From 6 April 2013, legal deposit also covers material published electronically, so that the Legal Deposit Libraries can maintain a national collection of e-journals, e-books, digitally published news, magazines and other types of content.

The British Library and other Legal Deposit Libraries are entitled by law to collect UK-published material that is protected by password or behind a login facility by harvesting, subject to giving at least 1 month’s written notice for the publisher to provide a password or access credentials.

Alternatively, by mutual agreement, a publisher and deposit library may decide to use another deposit method such as publisher delivery.

What do I need to do as a publisher?

Nothing yet. If you already deposit printed publications, please continue to do so until the British Library or another Legal Deposit Library contacts you.

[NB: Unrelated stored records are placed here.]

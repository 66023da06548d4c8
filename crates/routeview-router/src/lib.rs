//! # Routeview Router
//!
//! File-system route discovery for App Router projects:
//! - Static routes (`/about`)
//! - Dynamic segments (`/blog/[slug]` → `/blog/:slug`)
//! - Catch-all and optional catch-all segments (`[...slug]`, `[[...slug]]`)
//! - Route groups (`(marketing)`) that never reach the URL
//! - Parallel slots (`@team`) and intercepting routes (`(..)photo`)
//! - Nested layouts, templates, loading and error boundaries
//!
//! ## Pipeline
//!
//! - **Scan**: walk the routing directory and classify each file by name
//! - **Build**: derive a display path per file, then link every node to the
//!   nearest covering layout
//! - **Match**: resolve a URL to the page that would render it, extracting
//!   parameters along the way
//!
//! The [`Engine`] runs the pipeline on demand and publishes each result as an
//! immutable [`Snapshot`]. A failed rebuild keeps the previous snapshot.
//!
//! ## Path Normalization
//!
//! URLs are matched leniently:
//! - Scheme and host are dropped: `https://site.dev/about` → `/about`
//! - Query and fragment are dropped: `/about?x=1#top` → `/about`
//! - Repeated and trailing slashes are ignored
//! - Percent-encoded segments are decoded before comparison
//!
//! ## Example
//!
//! ```
//! use routeview_router::{build_hierarchy, match_url, DiscoveredFile, SortingType};
//! use std::path::Path;
//!
//! let root = Path::new("/project/app");
//! let files = ["layout.tsx", "page.tsx", "blog/[slug]/page.tsx", "docs/[[...path]]/page.tsx"]
//!     .iter()
//!     .filter_map(|p| DiscoveredFile::from_relative(root, Path::new(p)))
//!     .collect();
//!
//! let forest = build_hierarchy(files, SortingType::Natural);
//!
//! let m = match_url("/blog/hello-world", &forest).unwrap();
//! assert_eq!(m.node.display_path, "/blog/:slug");
//! assert_eq!(m.params.get("slug"), Some(&"hello-world".to_string()));
//!
//! let docs = match_url("/docs", &forest).unwrap();
//! assert_eq!(docs.params.get("path"), Some(&String::new()));
//! ```

// ============================================================================
// Module Declarations
// ============================================================================

mod classify;
mod config;
mod engine;
mod intercept;
mod matcher;
pub mod path;
mod project;
pub mod route;
mod scan;
pub mod tree;

// ============================================================================
// Re-exports
// ============================================================================

pub use classify::{classify_file, FileRole};
pub use config::{Config, ViewType, CONFIG_FILE_NAME};
pub use engine::{Engine, Snapshot};
pub use intercept::InterceptLevel;
pub use matcher::{match_url, MatchStrategy, Matcher, RouteMatch};
pub use path::{normalize_path, normalize_url, url_segments, SegmentHierarchy};
pub use project::{find_routing_root, is_nextjs_project, APP_DIR_CANDIDATES};
pub use route::{
    build_match_segments, build_route_path, calculate_priority, classify_segment, generate_url,
    MatchSegment, SegmentKind,
};
pub use scan::{scan, DiscoveredFile, ScanOptions, SKIPPED_DIRS};
pub use tree::{build_hierarchy, natural_cmp, RouteForest, RouteId, RouteNode, SortingType};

  • If your electronic content is freely accessible on the web, without any requirement for users to log in or pay, the British Library will attempt to archive it directly through a crawling process. See: Websites and web pages
  • If your electronic content requires a password, subscription or payment, the British Library or another Legal Deposit Library will contact you as soon as it is ready to begin processing your material. See: Collecting objectives in 2013-14

What formats should be deposited?

For works published in both print and non-print media which are substantially the same, only one medium is subject to deposit; a publisher should continue depositing print, until both the publisher and the deposit libraries mutually agree to transfer to depositing electronically.

For electronic publications published in more than one digital format, it may be necessary to agree which digital format should be deposited. Common accepted formats include XML, HTML, SGML, PDF, EPub, Microsoft Word and RTF.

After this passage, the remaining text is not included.